Essentiellement straight, le club accueille les visiteurs voisins. Les hystériques rajoutent un certain cachet outrageux. Elles viennent en bandes de trois ou quatre, la reine et ses pucelles, scotchées les unes aux autres, grandes comme des rugbymans, emballées pas pareils. Là, agrippées au bar, gloussements et glapissements pour chasser verres ou trac.
Campé devant la glace un obsédé de soi s’inspecte, entiché, sous tous les angles, faciès et sa coiffure. Pas tous. L’embêtant avec ces menteurs-là est leur silence devant votre occiput, et personne n’avait la gentillesse de lui dire que sa perruque s’est ouverte en rideau derrière pour révéler un quotidien bien dégagé autour des oreilles.

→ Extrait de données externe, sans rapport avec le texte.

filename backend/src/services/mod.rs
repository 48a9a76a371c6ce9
pub mod approval;
pub mod audit_log;
pub mod catalog;
pub mod requests;
pub mod schema;

pub use approval::ApprovalService;
pub use audit_log::{AuditLogEntry, AuditLogService};
pub use catalog::CatalogService;
pub use requests::RequestService;
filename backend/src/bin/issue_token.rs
//! Issues a bearer token for local development and manual API testing.
//!
//! Usage: `issue_token <role> [email] [user_id]`

use anyhow::{anyhow, Context};

use portal_backend::{
    config::Config, models::identity::UserRole, types::UserId, utils::jwt::create_access_token,
};

fn main() -> anyhow::Result<()> {
    let config = Config::load()?;
    let mut args = std::env::args().skip(1);

    let role: UserRole = args
        .next()
        .ok_or_else(|| anyhow!("usage: issue_token <user|approver|admin> [email] [user_id]"))?
        .parse()
        .map_err(|err: String| anyhow!(err))?;
    let email = args
        .next()
        .unwrap_or_else(|| format!("{}@example.com", role.as_str()));
    let user_id = match args.next() {
        Some(raw) => raw.parse::<UserId>().context("user_id must be a UUID")?,
        None => UserId::new(),
    };

    let token = create_access_token(
        user_id,
        email,
        role,
        &config.jwt_secret,
        config.jwt_expiration_hours,
    )?;
    eprintln!("user_id={} role={}", user_id, role.as_str());
    println!("{}", token);
    Ok(())
}
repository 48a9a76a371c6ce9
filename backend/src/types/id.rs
//! Typed ID wrappers for compile-time type safety.
//!
//! These types wrap UUIDs to prevent accidental mixing of different entity IDs.
//! They are stored as native `UUID` columns and serialized as plain strings.

use serde::{Deserialize, Serialize};
use std::fmt;
use std::str::FromStr;
use utoipa::ToSchema;
use uuid::Uuid;

/// Macro to generate typed ID wrappers with common trait implementations.
macro_rules! typed_id {
    ($name:ident, $doc:literal) => {
        #[doc = $doc]
        #[derive(
            Debug,
            Clone,
            Copy,
            PartialEq,
            Eq,
            Hash,
            PartialOrd,
            Ord,
            Serialize,
            Deserialize,
            sqlx::Type,
            ToSchema,
        )]
        #[serde(transparent)]
        #[sqlx(transparent)]
        pub struct $name(Uuid);

        impl $name {
            /// Creates a new random ID.
            pub fn new() -> Self {
                Self(Uuid::new_v4())
            }

            /// Creates an ID from an existing UUID.
            pub fn from_uuid(uuid: Uuid) -> Self {
                Self(uuid)
            }

            /// Returns the inner UUID.
            pub fn as_uuid(&self) -> &Uuid {
                &self.0
            }
        }

        impl Default for $name {
            fn default() -> Self {
                Self::new()
            }
        }

        impl fmt::Display for $name {
            fn fmt(&self, f: &mut fmt::Formatter<'_>) -> fmt::Result {
                write!(f, "{}", self.0)
            }
        }

        impl FromStr for $name {
            type Err = uuid::Error;

            fn from_str(s: &str) -> Result<Self, Self::Err> {
                Ok(Self(Uuid::parse_str(s)?))
            }
        }

        impl From<Uuid> for $name {
            fn from(uuid: Uuid) -> Self {
                Self(uuid)
            }
        }

        impl From<$name> for Uuid {
            fn from(id: $name) -> Self {
                id.0
            }
        }
    };
}

typed_id!(UserId, "Unique identifier for a portal user.");
typed_id!(RequestId, "Unique identifier for a provisioning request.");
typed_id!(ApprovalId, "Unique identifier for an approval record.");
typed_id!(EnvironmentId, "Unique identifier for a deployment environment.");
typed_id!(ResourceTypeId, "Unique identifier for a provisionable resource type.");
typed_id!(AuditLogId, "Unique identifier for an audit log entry.");
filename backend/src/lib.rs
pub mod app;
pub mod config;
pub mod db;
pub mod docs;
pub mod error;
pub mod handlers;
pub mod middleware;
pub mod models;
pub mod repositories;
pub mod services;
pub mod state;
pub mod types;
pub mod utils;
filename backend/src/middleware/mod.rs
pub mod auth;
pub mod request_id;

pub use auth::*;
pub use request_id::*;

Beaucoup de promenades sans but lucratif. Un garçon tire sur une nana comme une poupée ambulante. Talons trop hauts et genoux surnuméraires, elle titube ainsi qu’une ongulée incompétente. Derrière la frange trop longue, l’hébétude du vide, visage évacué, masque glabre et mortuaire aux préoccupations primaires : comment sucer son coca, avec ou sans la paille ? Grands yeux humides et ronds et monochromes de hamster lobotomisé, elle le suit.
Quand je retourne au cagibi, retour aux musiques accablantes, chants funèbres à couper le souffle, magnétiques, l’hélice de sous-marin aux aigus collants, tranchants, sidérants.
Devant moi tourne un couple rutilant, une blonde à l’air de l’épinoche au cavalier tout en vert.
Une fille en lycra comme une sirène en alu, odyssée des yeux, et une platinée qui évolue le long d’une gamme de colorations du blanc au jaune pisseux. Une troisième, suçons mouillés sur le cou.
Temps que je parte.
Je quitte les lumières, l’éblouissement de beautés inconnues, couleurs halogènes et jaunes citriques, déferlantes de nuages en rouge sang feu et bleu de bec bunsen. Lacs de gaz et brumes de mandarine et vert de mangue. Dans les gonflements de lueurs saccadées, éphéméride des nyctalopes, corps, la panoplie de peaux, prennent forme difforme et fugitive, film javellisé de l’aléatoire. Et au mur, à gauche, sublime, inoubliable, patinage en rond des ventilos rubis comme des pierres trapiches.
Phares coniques balaient la mer à rats, faisceaux d’épées rouges cisaillent le noir et, dans les ombres, les yeux de cigarettes tirent comme balles de revolvers.
Dehors, matin des ouvriers. Il fait frais. Je rentre dans le silence vide.